- [What you have to do] Every line of the material is to be set down again without any change.

- [Supplied records]

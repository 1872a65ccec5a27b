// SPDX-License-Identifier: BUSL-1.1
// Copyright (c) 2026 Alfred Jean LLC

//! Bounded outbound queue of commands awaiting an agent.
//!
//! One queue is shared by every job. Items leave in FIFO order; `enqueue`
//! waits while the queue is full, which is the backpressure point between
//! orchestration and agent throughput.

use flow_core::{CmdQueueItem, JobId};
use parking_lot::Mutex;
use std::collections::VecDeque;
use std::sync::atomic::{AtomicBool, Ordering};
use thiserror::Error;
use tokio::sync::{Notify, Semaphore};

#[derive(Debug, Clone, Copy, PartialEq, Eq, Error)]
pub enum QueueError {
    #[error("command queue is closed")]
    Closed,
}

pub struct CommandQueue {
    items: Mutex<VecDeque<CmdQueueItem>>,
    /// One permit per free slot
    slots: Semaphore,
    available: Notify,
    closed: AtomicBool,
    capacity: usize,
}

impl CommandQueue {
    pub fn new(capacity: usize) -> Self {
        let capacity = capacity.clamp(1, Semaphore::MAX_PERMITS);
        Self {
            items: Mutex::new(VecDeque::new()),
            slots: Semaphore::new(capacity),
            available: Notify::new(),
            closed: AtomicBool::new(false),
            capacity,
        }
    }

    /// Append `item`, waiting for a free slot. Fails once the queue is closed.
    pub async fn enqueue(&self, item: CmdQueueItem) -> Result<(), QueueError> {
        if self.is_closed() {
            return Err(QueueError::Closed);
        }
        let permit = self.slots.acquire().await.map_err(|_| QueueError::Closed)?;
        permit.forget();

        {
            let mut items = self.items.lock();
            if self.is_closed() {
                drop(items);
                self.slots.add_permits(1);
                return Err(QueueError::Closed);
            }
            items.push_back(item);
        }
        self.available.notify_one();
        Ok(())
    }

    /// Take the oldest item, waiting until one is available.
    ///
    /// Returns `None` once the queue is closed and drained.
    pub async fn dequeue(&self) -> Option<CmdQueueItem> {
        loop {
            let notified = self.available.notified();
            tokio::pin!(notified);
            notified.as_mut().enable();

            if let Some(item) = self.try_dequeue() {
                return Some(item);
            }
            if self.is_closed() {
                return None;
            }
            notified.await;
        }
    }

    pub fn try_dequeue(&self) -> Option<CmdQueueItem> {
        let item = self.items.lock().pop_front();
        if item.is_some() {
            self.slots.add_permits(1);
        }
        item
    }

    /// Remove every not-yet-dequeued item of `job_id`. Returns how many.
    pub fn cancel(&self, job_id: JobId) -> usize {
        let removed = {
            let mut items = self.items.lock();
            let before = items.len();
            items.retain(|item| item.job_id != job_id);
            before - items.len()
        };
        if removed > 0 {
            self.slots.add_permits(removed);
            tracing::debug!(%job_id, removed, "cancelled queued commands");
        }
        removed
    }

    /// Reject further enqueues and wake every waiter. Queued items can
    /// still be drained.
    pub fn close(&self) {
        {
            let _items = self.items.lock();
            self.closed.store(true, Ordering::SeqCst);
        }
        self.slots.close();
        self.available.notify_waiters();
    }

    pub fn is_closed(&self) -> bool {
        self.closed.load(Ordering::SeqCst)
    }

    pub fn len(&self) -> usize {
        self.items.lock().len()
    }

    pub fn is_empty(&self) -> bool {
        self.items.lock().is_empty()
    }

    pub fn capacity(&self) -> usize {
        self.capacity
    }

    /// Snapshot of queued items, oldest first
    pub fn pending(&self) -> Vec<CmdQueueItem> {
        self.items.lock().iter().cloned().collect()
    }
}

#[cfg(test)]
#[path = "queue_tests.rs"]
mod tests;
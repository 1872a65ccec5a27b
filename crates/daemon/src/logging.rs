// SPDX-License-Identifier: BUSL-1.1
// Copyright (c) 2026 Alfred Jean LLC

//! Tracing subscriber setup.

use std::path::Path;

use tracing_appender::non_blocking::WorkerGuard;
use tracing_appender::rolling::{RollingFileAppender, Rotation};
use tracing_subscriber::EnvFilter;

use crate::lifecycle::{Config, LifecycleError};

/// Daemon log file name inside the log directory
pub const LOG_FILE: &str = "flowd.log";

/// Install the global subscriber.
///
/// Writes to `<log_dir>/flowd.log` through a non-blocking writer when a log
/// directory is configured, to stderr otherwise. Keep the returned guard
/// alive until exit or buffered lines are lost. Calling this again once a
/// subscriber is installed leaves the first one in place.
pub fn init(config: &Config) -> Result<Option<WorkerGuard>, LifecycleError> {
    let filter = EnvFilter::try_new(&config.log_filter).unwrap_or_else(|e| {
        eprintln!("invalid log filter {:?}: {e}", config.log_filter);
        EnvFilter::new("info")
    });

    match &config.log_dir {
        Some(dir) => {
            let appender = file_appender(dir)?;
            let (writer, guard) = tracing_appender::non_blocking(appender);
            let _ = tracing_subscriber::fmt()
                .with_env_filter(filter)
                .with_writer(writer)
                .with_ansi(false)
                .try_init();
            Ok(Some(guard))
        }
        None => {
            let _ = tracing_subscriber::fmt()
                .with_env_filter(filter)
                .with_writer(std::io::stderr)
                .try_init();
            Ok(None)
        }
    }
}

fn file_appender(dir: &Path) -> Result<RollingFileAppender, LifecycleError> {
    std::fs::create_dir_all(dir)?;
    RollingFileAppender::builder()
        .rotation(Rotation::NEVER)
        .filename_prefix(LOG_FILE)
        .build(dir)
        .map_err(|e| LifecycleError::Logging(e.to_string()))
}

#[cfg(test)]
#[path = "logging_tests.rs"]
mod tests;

- [Answer to this problem]
repository 1872a65ccec5a27b
// SPDX-License-Identifier: BUSL-1.1
// Copyright (c) 2026 Alfred Jean LLC

//! Bounded outbound queue of commands awaiting an agent.
//!
//! One queue is shared by every job. Items leave in FIFO order; `enqueue`
//! waits while the queue is full, which is the backpressure point between
//! orchestration and agent throughput.

use flow_core::{CmdQueueItem, JobId};
use parking_lot::Mutex;
use std::collections::VecDeque;
use std::sync::atomic::{AtomicBool, Ordering};
use thiserror::Error;
use tokio::sync::{Notify, Semaphore};

#[derive(Debug, Clone, Copy, PartialEq, Eq, Error)]
pub enum QueueError {
    #[error("command queue is closed")]
    Closed,
}

pub struct CommandQueue {
    items: Mutex<VecDeque<CmdQueueItem>>,
    /// One permit per free slot
    slots: Semaphore,
    available: Notify,
    closed: AtomicBool,
    capacity: usize,
}

impl CommandQueue {
    pub fn new(capacity: usize) -> Self {
        let capacity = capacity.clamp(1, Semaphore::MAX_PERMITS);
        Self {
            items: Mutex::new(VecDeque::new()),
            slots: Semaphore::new(capacity),
            available: Notify::new(),
            closed: AtomicBool::new(false),
            capacity,
        }
    }

    /// Append `item`, waiting for a free slot. Fails once the queue is closed.
    pub async fn enqueue(&self, item: CmdQueueItem) -> Result<(), QueueError> {
        if self.is_closed() {
            return Err(QueueError::Closed);
        }
        let permit = self.slots.acquire().await.map_err(|_| QueueError::Closed)?;
        permit.forget();

        {
            let mut items = self.items.lock();
            if self.is_closed() {
                drop(items);
                self.slots.add_permits(1);
                return Err(QueueError::Closed);
            }
            items.push_back(item);
        }
        self.available.notify_one();
        Ok(())
    }

    /// Take the oldest item, waiting until one is available.
    ///
    /// Returns `None` once the queue is closed and drained.
    pub async fn dequeue(&self) -> Option<CmdQueueItem> {
        loop {
            let notified = self.available.notified();
            tokio::pin!(notified);
            notified.as_mut().enable();

            if let Some(item) = self.try_dequeue() {
                return Some(item);
            }
            if self.is_closed() {
                return None;
            }
            notified.await;
        }
    }

    pub fn try_dequeue(&self) -> Option<CmdQueueItem> {
        let item = self.items.lock().pop_front();
        if item.is_some() {
            self.slots.add_permits(1);
        }
        item
    }

    /// Remove every not-yet-dequeued item of `job_id`. Returns how many.
    pub fn cancel(&self, job_id: JobId) -> usize {
        let removed = {
            let mut items = self.items.lock();
            let before = items.len();
            items.retain(|item| item.job_id != job_id);
            before - items.len()
        };
        if removed > 0 {
            self.slots.add_permits(removed);
            tracing::debug!(%job_id, removed, "cancelled queued commands");
        }
        removed
    }

    /// Reject further enqueues and wake every waiter. Queued items can
    /// still be drained.
    pub fn close(&self) {
        {
            let _items = self.items.lock();
            self.closed.store(true, Ordering::SeqCst);
        }
        self.slots.close();
        self.available.notify_waiters();
    }

    pub fn is_closed(&self) -> bool {
        self.closed.load(Ordering::SeqCst)
    }

    pub fn len(&self) -> usize {
        self.items.lock().len()
    }

    pub fn is_empty(&self) -> bool {
        self.items.lock().is_empty()
    }

    pub fn capacity(&self) -> usize {
        self.capacity
    }

    /// Snapshot of queued items, oldest first
    pub fn pending(&self) -> Vec<CmdQueueItem> {
        self.items.lock().iter().cloned().collect()
    }
}

#[cfg(test)]
#[path = "queue_tests.rs"]
mod tests;
repository 1872a65ccec5a27b
filename crates/daemon/src/logging.rs
// SPDX-License-Identifier: BUSL-1.1
// Copyright (c) 2026 Alfred Jean LLC

//! Tracing subscriber setup.

use std::path::Path;

use tracing_appender::non_blocking::WorkerGuard;
use tracing_appender::rolling::{RollingFileAppender, Rotation};
use tracing_subscriber::EnvFilter;

use crate::lifecycle::{Config, LifecycleError};

/// Daemon log file name inside the log directory
pub const LOG_FILE: &str = "flowd.log";

/// Install the global subscriber.
///
/// Writes to `<log_dir>/flowd.log` through a non-blocking writer when a log
/// directory is configured, to stderr otherwise. Keep the returned guard
/// alive until exit or buffered lines are lost. Calling this again once a
/// subscriber is installed leaves the first one in place.
pub fn init(config: &Config) -> Result<Option<WorkerGuard>, LifecycleError> {
    let filter = EnvFilter::try_new(&config.log_filter).unwrap_or_else(|e| {
        eprintln!("invalid log filter {:?}: {e}", config.log_filter);
        EnvFilter::new("info")
    });

    match &config.log_dir {
        Some(dir) => {
            let appender = file_appender(dir)?;
            let (writer, guard) = tracing_appender::non_blocking(appender);
            let _ = tracing_subscriber::fmt()
                .with_env_filter(filter)
                .with_writer(writer)
                .with_ansi(false)
                .try_init();
            Ok(Some(guard))
        }
        None => {
            let _ = tracing_subscriber::fmt()
                .with_env_filter(filter)
                .with_writer(std::io::stderr)
                .try_init();
            Ok(None)
        }
    }
}

fn file_appender(dir: &Path) -> Result<RollingFileAppender, LifecycleError> {
    std::fs::create_dir_all(dir)?;
    RollingFileAppender::builder()
        .rotation(Rotation::NEVER)
        .filename_prefix(LOG_FILE)
        .build(dir)
        .map_err(|e| LifecycleError::Logging(e.to_string()))
}

#[cfg(test)]
#[path = "logging_tests.rs"]
mod tests;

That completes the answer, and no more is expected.